前端面试题之http/HTML/浏览器(二)
csrf和xss的網絡攻擊及防范?
答:
CSRF:跨站請求偽造,可以理解為攻擊者盜用了用戶的身份,以用戶的名義發送了惡意請求,比如用戶登錄了一個網站后,立刻在另一個tab頁面訪問量攻擊者用來制造攻擊的網站,這個網站要求訪問剛剛登陸的網站,并發送了一個惡意請求,這時候CSRF就產生了,比如這個制造攻擊的網站使用一張圖片,但是這種圖片的鏈接卻是可以修改數據庫的,這時候攻擊者就可以以用戶的名義操作這個數據庫,防御方式的話:使用驗證碼,檢查https頭部的refer,使用token
XSS:跨站腳本攻擊,是說攻擊者通過注入惡意的腳本,在用戶瀏覽網頁的時候進行攻擊,比如獲取cookie,或者其他用戶身份信息,可以分為存儲型和反射型,存儲型是攻擊者輸入一些數據并且存儲到了數據庫中,其他瀏覽者看到的時候進行攻擊,反射型的話不存儲在數據庫中,往往表現為將攻擊代碼放在url地址的請求參數中,防御的話為cookie設置httpOnly屬性,對用戶的輸入進行檢查,進行特殊字符過濾。
2.怎么看網站的性能如何?
答:
檢測頁面加載時間一般有兩種方式,一種是被動去測:就是在被檢測的頁面置入腳本或探針,當用戶訪問網頁時,探針自動采集數據并傳回數據庫進行分析,另一種主動監測的方式,即主動的搭建分布式受控環境,模擬用戶發起頁面訪問請求,主動采集性能數據并分析,在檢測的精準度上,專業的第三方工具效果更佳,比如說性能極客。
3.介紹HTTP協議(特征)?
答:
HTTP是一個基于TCP/IP通信協議來傳遞數據(HTML 文件, 圖片文件, 查詢結果等)HTTP是一個屬于應用層的面向對象的協議,由于其簡捷、快速的方式,適用于分布式超媒體信息系統。它于1990年提出,經過幾年的使用與發展,得到不斷地完善和擴展。目前在WWW中使用的是HTTP/1.0的第六版,HTTP/1.1的規范化工作正在進行之中,而且HTTP-NG(Next Generation of HTTP)的建議已經提出。HTTP協議工作于客戶端-服務端架構為上。瀏覽器作為HTTP客戶端通過URL向HTTP服務端即WEB服務器發送所有請求。Web服務器根據接收到的請求后,向客戶端發送響應信息。
4.輸入URL到頁面加載顯示完成發生了什么?
答:
DNS解析
TCP連接
發送HTTP請求
服務器處理請求并返回HTTP報文
瀏覽器解析渲染頁面
連接結束
5.說一下對Cookie和Session的認知,Cookie有哪些限制?
答:
1.cookie數據存放在客戶的瀏覽器上,session數據放在服務器上。
2.cookie不是很安全,別人可以分析存放在本地的COOKIE并進行COOKIE欺騙
考慮到安全應當使用session。
3.session會在一定時間內保存在服務器上。當訪問增多,會比較占用你服務器的性能
考慮到減輕服務器性能方面,應當使用COOKIE。
4.單個cookie保存的數據不能超過4K,很多瀏覽器都限制一個站點最多保存20個cookie。
6.描述一下XSS和CRSF攻擊?防御方法?
答:
XSS, 即為(Cross Site Scripting), 中文名為跨站腳本, 是發生在目標用戶的瀏覽器層面上的,當渲染DOM樹的過程成發生了不在預期內執行的JS代碼時,就發生了XSS攻擊。大多數XSS攻擊的主要方式是嵌入一段遠程或者第三方域上的JS代碼。實際上是在目標網站的作用域下執行了這段js代碼。

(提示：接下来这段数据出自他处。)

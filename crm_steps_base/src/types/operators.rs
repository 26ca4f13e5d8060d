//! # Comparison operators
//!
//! The fixed operator table. Each operator carries its step-expression token,
//! whether it needs an expected value, and its pass/fail message templates.
//! Templates use positional `%s` placeholders: pass templates receive
//! `[field, expected]`, fail templates `[field, expected, actual]`.

use crate::execution::comparisons::ComparisonError;
use serde::{Deserialize, Serialize};
use std::fmt;
use std::str::FromStr;

/// Comparison operator usable in a field validation step.
#[derive(Debug, Clone, Copy, PartialEq, Eq, Hash, Serialize, Deserialize)]
#[serde(rename_all = "snake_case")]
pub enum Operator {
    Be,
    NotBe,
    Contain,
    NotContain,
    BeGreaterThan,
    BeLessThan,
    BeOneOf,
    NotBeOneOf,
    BeSet,
    NotBeSet,
}

/// How an operator's operands are coerced before the predicate runs.
#[derive(Debug, Clone, Copy, PartialEq, Eq)]
pub enum OperatorClass {
    /// Numeric when both sides are numeric, otherwise string.
    Equality,
    /// Substring containment on string forms.
    Containment,
    /// Numeric ordering only.
    Relational,
    /// Membership in an expected list.
    Membership,
    /// Presence of the actual value.
    Presence,
}

impl Operator {
    /// Registry order. Used for token listings in error messages.
    pub const ALL: [Operator; 10] = [
        Operator::Be,
        Operator::NotBe,
        Operator::Contain,
        Operator::NotContain,
        Operator::BeGreaterThan,
        Operator::BeLessThan,
        Operator::BeOneOf,
        Operator::NotBeOneOf,
        Operator::BeSet,
        Operator::NotBeSet,
    ];

    /// Operator applied when a step omits one.
    pub const DEFAULT: Operator = Operator::Be;

    pub fn token(self) -> &'static str {
        match self {
            Self::Be => "be",
            Self::NotBe => "not be",
            Self::Contain => "contain",
            Self::NotContain => "not contain",
            Self::BeGreaterThan => "be greater than",
            Self::BeLessThan => "be less than",
            Self::BeOneOf => "be one of",
            Self::NotBeOneOf => "not be one of",
            Self::BeSet => "be set",
            Self::NotBeSet => "not be set",
        }
    }

    pub fn class(self) -> OperatorClass {
        match self {
            Self::Be | Self::NotBe => OperatorClass::Equality,
            Self::Contain | Self::NotContain => OperatorClass::Containment,
            Self::BeGreaterThan | Self::BeLessThan => OperatorClass::Relational,
            Self::BeOneOf | Self::NotBeOneOf => OperatorClass::Membership,
            Self::BeSet | Self::NotBeSet => OperatorClass::Presence,
        }
    }

    pub fn requires_expected_value(self) -> bool {
        !matches!(self.class(), OperatorClass::Presence)
    }

    /// Short description of the predicate, used in step listings.
    pub fn describe(self) -> &'static str {
        match self {
            Self::Be => "equality (numeric if both numeric, else string)",
            Self::NotBe => "negated equality",
            Self::Contain => "substring containment",
            Self::NotContain => "negated containment",
            Self::BeGreaterThan => "numeric greater than",
            Self::BeLessThan => "numeric less than",
            Self::BeOneOf => "membership in expected list",
            Self::NotBeOneOf => "non-membership in expected list",
            Self::BeSet => "actual is present and non-empty",
            Self::NotBeSet => "actual is absent or empty",
        }
    }

    pub fn success_template(self) -> &'static str {
        match self {
            Self::Be => "The %s field was set to %s, as expected.",
            Self::NotBe => "The %s field was not set to %s, as expected.",
            Self::Contain => "The %s field contains %s, as expected.",
            Self::NotContain => "The %s field does not contain %s, as expected.",
            Self::BeGreaterThan => "The %s field is greater than %s, as expected.",
            Self::BeLessThan => "The %s field is less than %s, as expected.",
            Self::BeOneOf => "The %s field is one of %s, as expected.",
            Self::NotBeOneOf => "The %s field is not one of %s, as expected.",
            Self::BeSet => "The %s field was set, as expected.",
            Self::NotBeSet => "The %s field was not set, as expected.",
        }
    }

    pub fn fail_template(self) -> &'static str {
        match self {
            Self::Be => "Expected %s field to be %s, but it was actually %s.",
            Self::NotBe => "Expected %s field not to be %s, but it was also %s.",
            Self::Contain => "Expected %s field to contain %s, but it is not contained in %s.",
            Self::NotContain => "Expected %s field not to contain %s, but it is contained in %s.",
            Self::BeGreaterThan => "Expected %s field to be greater than %s, but it was %s.",
            Self::BeLessThan => "Expected %s field to be less than %s, but it was %s.",
            Self::BeOneOf => "Expected %s field to be one of %s, but it was %s.",
            Self::NotBeOneOf => "Expected %s field not to be one of %s, but it was %s.",
            Self::BeSet => "Expected %s field to be set, but it was not.",
            Self::NotBeSet => "Expected %s field not to be set, but it was set.",
        }
    }

    /// Resolve an optional token, falling back to [`Operator::DEFAULT`] when
    /// the token is missing or blank.
    pub fn resolve(token: Option<&str>) -> Result<Operator, ComparisonError> {
        match token {
            Some(t) if !t.trim().is_empty() => t.parse(),
            _ => Ok(Self::DEFAULT),
        }
    }

    /// All tokens in registry order, joined with `", "`.
    pub fn valid_tokens() -> String {
        Self::ALL
            .iter()
            .map(|op| op.token())
            .collect::<Vec<_>>()
            .join(", ")
    }

    /// Regex alternation of every token, longest first so that prefixes such
    /// as `be` never shadow `be set` or `be greater than`.
    pub fn expression_alternation() -> String {
        let mut tokens: Vec<&str> = Self::ALL.iter().map(|op| op.token()).collect();
        tokens.sort_by(|a, b| b.len().cmp(&a.len()).then_with(|| a.cmp(b)));
        tokens.join("|")
    }
}

impl FromStr for Operator {
    type Err = ComparisonError;

    /// Tokens match case-insensitively with internal whitespace collapsed.
    fn from_str(s: &str) -> Result<Self, Self::Err> {
        let normalized = s.split_whitespace().collect::<Vec<_>>().join(" ").to_lowercase();
        Self::ALL
            .iter()
            .copied()
            .find(|op| op.token() == normalized)
            .ok_or_else(|| ComparisonError::UnknownOperator {
                token: s.to_string(),
            })
    }
}

impl fmt::Display for Operator {
    fn fmt(&self, f: &mut fmt::Formatter<'_>) -> fmt::Result {
        write!(f, "{}", self.token())
    }
}

impl Default for Operator {
    fn default() -> Self {
        Self::DEFAULT
    }
}

#[cfg(test)]
mod tests {
    use super::*;
    use assert_matches::assert_matches;

    #[test]
    fn test_token_round_trip_through_parse() {
        for op in Operator::ALL {
            assert_eq!(op.token().parse::<Operator>().unwrap(), op);
        }
        assert_eq!("  Be   Greater  Than ".parse::<Operator>().unwrap(), Operator::BeGreaterThan);
    }

    #[test]
    fn test_unknown_token() {
        assert_matches!(
            "invalid operator".parse::<Operator>(),
            Err(ComparisonError::UnknownOperator { token }) if token == "invalid operator"
        );
    }

    #[test]
    fn test_resolve_defaults_to_be() {
        assert_eq!(Operator::resolve(None).unwrap(), Operator::Be);
        assert_eq!(Operator::resolve(Some("  ")).unwrap(), Operator::Be);
        assert_eq!(Operator::resolve(Some("contain")).unwrap(), Operator::Contain);
    }

    #[test]
    fn test_valid_tokens_listing() {
        assert_eq!(
            Operator::valid_tokens(),
            "be, not be, contain, not contain, be greater than, be less than, \
             be one of, not be one of, be set, not be set"
        );
    }

    #[test]
    fn test_alternation_puts_longer_tokens_first() {
        let alternation = Operator::expression_alternation();
        let tokens: Vec<&str> = alternation.split('|').collect();
        assert_eq!(tokens.len(), 10);
        let be = tokens.iter().position(|t| *t == "be").unwrap();
        let be_set = tokens.iter().position(|t| *t == "be set").unwrap();
        let not_be = tokens.iter().position(|t| *t == "not be").unwrap();
        let not_be_one_of = tokens.iter().position(|t| *t == "not be one of").unwrap();
        assert!(be_set < be);
        assert!(not_be_one_of < not_be);
    }

    #[test]
    fn test_presence_operators_need_no_expected_value() {
        let optional: Vec<Operator> = Operator::ALL
            .iter()
            .copied()
            .filter(|op| !op.requires_expected_value())
            .collect();
        assert_eq!(optional, vec![Operator::BeSet, Operator::NotBeSet]);
    }

    #[test]
    fn test_every_operator_is_described() {
        let descriptions: std::collections::HashSet<&str> =
            Operator::ALL.iter().map(|op| op.describe()).collect();
        assert_eq!(descriptions.len(), Operator::ALL.len());
        assert_eq!(Operator::BeGreaterThan.describe(), "numeric greater than");
    }
}
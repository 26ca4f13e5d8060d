//! Log codes and their classification metadata
//!
//! Every coded event carries a `Code`. The registry below maps each code to a
//! category, severity and recommended action.

use std::collections::HashMap;
use std::sync::OnceLock;

/// Universal code wrapper for error and success codes
#[derive(Debug, Clone, Copy, PartialEq, Eq, Hash)]
pub struct Code(&'static str);

impl Code {
    pub const fn new(code: &'static str) -> Self {
        Self(code)
    }

    pub fn as_str(&self) -> &'static str {
        self.0
    }
}

impl std::fmt::Display for Code {
    fn fmt(&self, f: &mut std::fmt::Formatter<'_>) -> std::fmt::Result {
        write!(f, "{}", self.0)
    }
}

/// Error severity levels
#[derive(Debug, Clone, Copy, PartialEq, Eq, PartialOrd, Ord)]
pub enum Severity {
    Critical = 0,
    High = 1,
    Medium = 2,
    Low = 3,
}

impl Severity {
    pub fn as_str(&self) -> &'static str {
        match self {
            Severity::Critical => "Critical",
            Severity::High => "High",
            Severity::Medium => "Medium",
            Severity::Low => "Low",
        }
    }
}

/// Metadata for a code
#[derive(Debug, Clone)]
pub struct CodeMetadata {
    pub code: &'static str,
    pub category: &'static str,
    pub severity: Severity,
    pub recoverable: bool,
    pub description: &'static str,
    pub recommended_action: &'static str,
}

// ============================================================================
// CODE CONSTANTS
// ============================================================================

/// System error codes
pub mod system {
    use super::Code;

    pub const INTERNAL_ERROR: Code = Code::new("ERR001");
    pub const INITIALIZATION_FAILURE: Code = Code::new("ERR002");
}

/// Configuration error codes
pub mod config {
    use super::Code;

    pub const CONFIG_LOAD_FAILURE: Code = Code::new("E010");
    pub const INVALID_CONFIG_VALUE: Code = Code::new("E011");
}

/// Step registry error codes
pub mod registry {
    use super::Code;

    pub const DUPLICATE_STEP: Code = Code::new("E020");
    pub const INVALID_DEFINITION: Code = Code::new("E021");
    pub const UNKNOWN_STEP: Code = Code::new("E022");
}

/// Step input error codes
pub mod input {
    use super::Code;

    pub const INVALID_STEP_INPUT: Code = Code::new("E030");
}

/// Scenario execution error codes
pub mod scenario {
    use super::Code;

    pub const SCENARIO_LOAD_FAILURE: Code = Code::new("E040");
    pub const STEP_ERRORED: Code = Code::new("E041");
    pub const REPORT_WRITE_FAILURE: Code = Code::new("E042");
}

/// CRM client error codes
pub mod client {
    use super::Code;

    pub const FIXTURE_LOAD_FAILURE: Code = Code::new("E050");
    pub const REQUEST_FAILED: Code = Code::new("E051");
}

/// Success codes
pub mod success {
    use super::Code;

    pub const SYSTEM_INITIALIZATION_COMPLETED: Code = Code::new("I001");
    pub const CONFIG_LOADED: Code = Code::new("I002");
    pub const REGISTRY_READY: Code = Code::new("I010");
    pub const STEP_PASSED: Code = Code::new("I020");
    pub const SCENARIO_COMPLETED: Code = Code::new("I030");
    pub const REPORT_WRITTEN: Code = Code::new("I031");
    pub const RECORD_CREATED: Code = Code::new("I040");
    pub const RECORD_DELETED: Code = Code::new("I041");
}

// ============================================================================
// METADATA REGISTRY
// ============================================================================

static CODE_REGISTRY: OnceLock<HashMap<&'static str, CodeMetadata>> = OnceLock::new();

fn get_code_registry() -> &'static HashMap<&'static str, CodeMetadata> {
    CODE_REGISTRY.get_or_init(|| {
        let entries = [
            ("ERR001", "System", Severity::Critical, false,
             "Critical internal error", "File a bug report with the log output"),
            ("ERR002", "System", Severity::Critical, false,
             "Initialization failure", "Check configuration and environment"),
            ("E010", "Configuration", Severity::High, false,
             "Configuration file could not be loaded", "Check the config path and TOML syntax"),
            ("E011", "Configuration", Severity::High, false,
             "Configuration value is invalid", "Use one of the documented values"),
            ("E020", "Registry", Severity::High, false,
             "Step id registered twice", "Give every step a unique id"),
            ("E021", "Registry", Severity::High, false,
             "Step definition failed validation", "Fix the step expression or field list"),
            ("E022", "Registry", Severity::Medium, true,
             "Scenario references an unknown step", "Run `crm-steps steps` to list valid ids"),
            ("E030", "Input", Severity::Medium, true,
             "Step input is missing or has the wrong type", "Supply every required field"),
            ("E040", "Scenario", Severity::High, true,
             "Scenario file could not be loaded", "Check the scenario path and JSON syntax"),
            ("E041", "Scenario", Severity::Medium, true,
             "Step could not be evaluated", "Inspect the step message for the cause"),
            ("E042", "Scenario", Severity::Medium, true,
             "Report could not be written", "Check the output path is writable"),
            ("E050", "Client", Severity::High, false,
             "CRM fixtures could not be loaded", "Check the fixtures path and JSON shape"),
            ("E051", "Client", Severity::Medium, true,
             "CRM request failed", "Check connectivity and credentials"),
            ("I001", "Success", Severity::Low, true, "Logging initialized", ""),
            ("I002", "Success", Severity::Low, true, "Configuration loaded", ""),
            ("I010", "Success", Severity::Low, true, "Step registry ready", ""),
            ("I020", "Success", Severity::Low, true, "Step passed", ""),
            ("I030", "Success", Severity::Low, true, "Scenario completed", ""),
            ("I031", "Success", Severity::Low, true, "Report written", ""),
            ("I040", "Success", Severity::Low, true, "Record created", ""),
            ("I041", "Success", Severity::Low, true, "Record deleted", ""),
        ];

        entries
            .into_iter()
            .map(|(code, category, severity, recoverable, description, recommended_action)| {
                (
                    code,
                    CodeMetadata {
                        code,
                        category,
                        severity,
                        recoverable,
                        description,
                        recommended_action,
                    },
                )
            })
            .collect()
    })
}

pub fn get_metadata(code: &str) -> Option<&'static CodeMetadata> {
    get_code_registry().get(code)
}

pub fn get_severity(code: &str) -> Severity {
    get_metadata(code).map(|m| m.severity).unwrap_or(Severity::Medium)
}

pub fn is_recoverable(code: &str) -> bool {
    get_metadata(code).map(|m| m.recoverable).unwrap_or(true)
}

pub fn get_description(code: &str) -> &'static str {
    get_metadata(code).map(|m| m.description).unwrap_or("Unknown error")
}

pub fn get_action(code: &str) -> &'static str {
    get_metadata(code)
        .map(|m| m.recommended_action)
        .filter(|a| !a.is_empty())
        .unwrap_or("No specific action available")
}

pub fn get_category(code: &str) -> &'static str {
    get_metadata(code).map(|m| m.category).unwrap_or("General")
}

CSRF(Cross Site Request Forgery,跨站請求偽造),字面理解意思就是在別的站點偽造了一個請求。專業術語來說就是在受害者訪問一個網站時,其 Cookie 還沒有過期的情況下,攻擊者偽造一個鏈接地址發送受害者并欺騙讓其點擊,從而形成 CSRF 攻擊。
XSS防御的總體思路是:對輸入(和URL參數)進行過濾,對輸出進行編碼。也就是對提交的所有內容進行過濾,對url中的參數進行過濾,過濾掉會導致腳本執行的相關內容;然后對動態輸出到頁面的內容進行html編碼,使腳本無法在瀏覽器中執行。雖然對輸入過濾可以被繞過,但是也還是會攔截很大一部分的XSS攻擊。
防御CSRF 攻擊主要有三種策略:驗證 HTTP Referer 字段;在請求地址中添加 token 并驗證;在 HTTP 頭中自定義屬性并驗證。
7.具體有哪些請求頭是跟緩存相關的?
答:
緩存分為兩種:強緩存和協商緩存,根據響應的header內容來決定。
強緩存相關字段有expires,cache-control。如果cache-control與expires同時存在的話,cache-control的優先級高于expires。
協商緩存相關字段有Last-Modified/If-Modified-Since,Etag/If-None-Match
8.cookie有哪些字段可以設置?
答:
name字段為一個cookie的名稱。
value字段為一個cookie的值。
domain字段為可以訪問此cookie的域名。
非頂級域名,如二級域名或者三級域名,設置的cookie的domain只能為頂級域名或者二級域名或者三級域名本身,不能設置其他二級域名的cookie,否則cookie無法生成。
頂級域名只能設置domain為頂級域名,不能設置為二級域名或者三級域名,否則cookie無法生成。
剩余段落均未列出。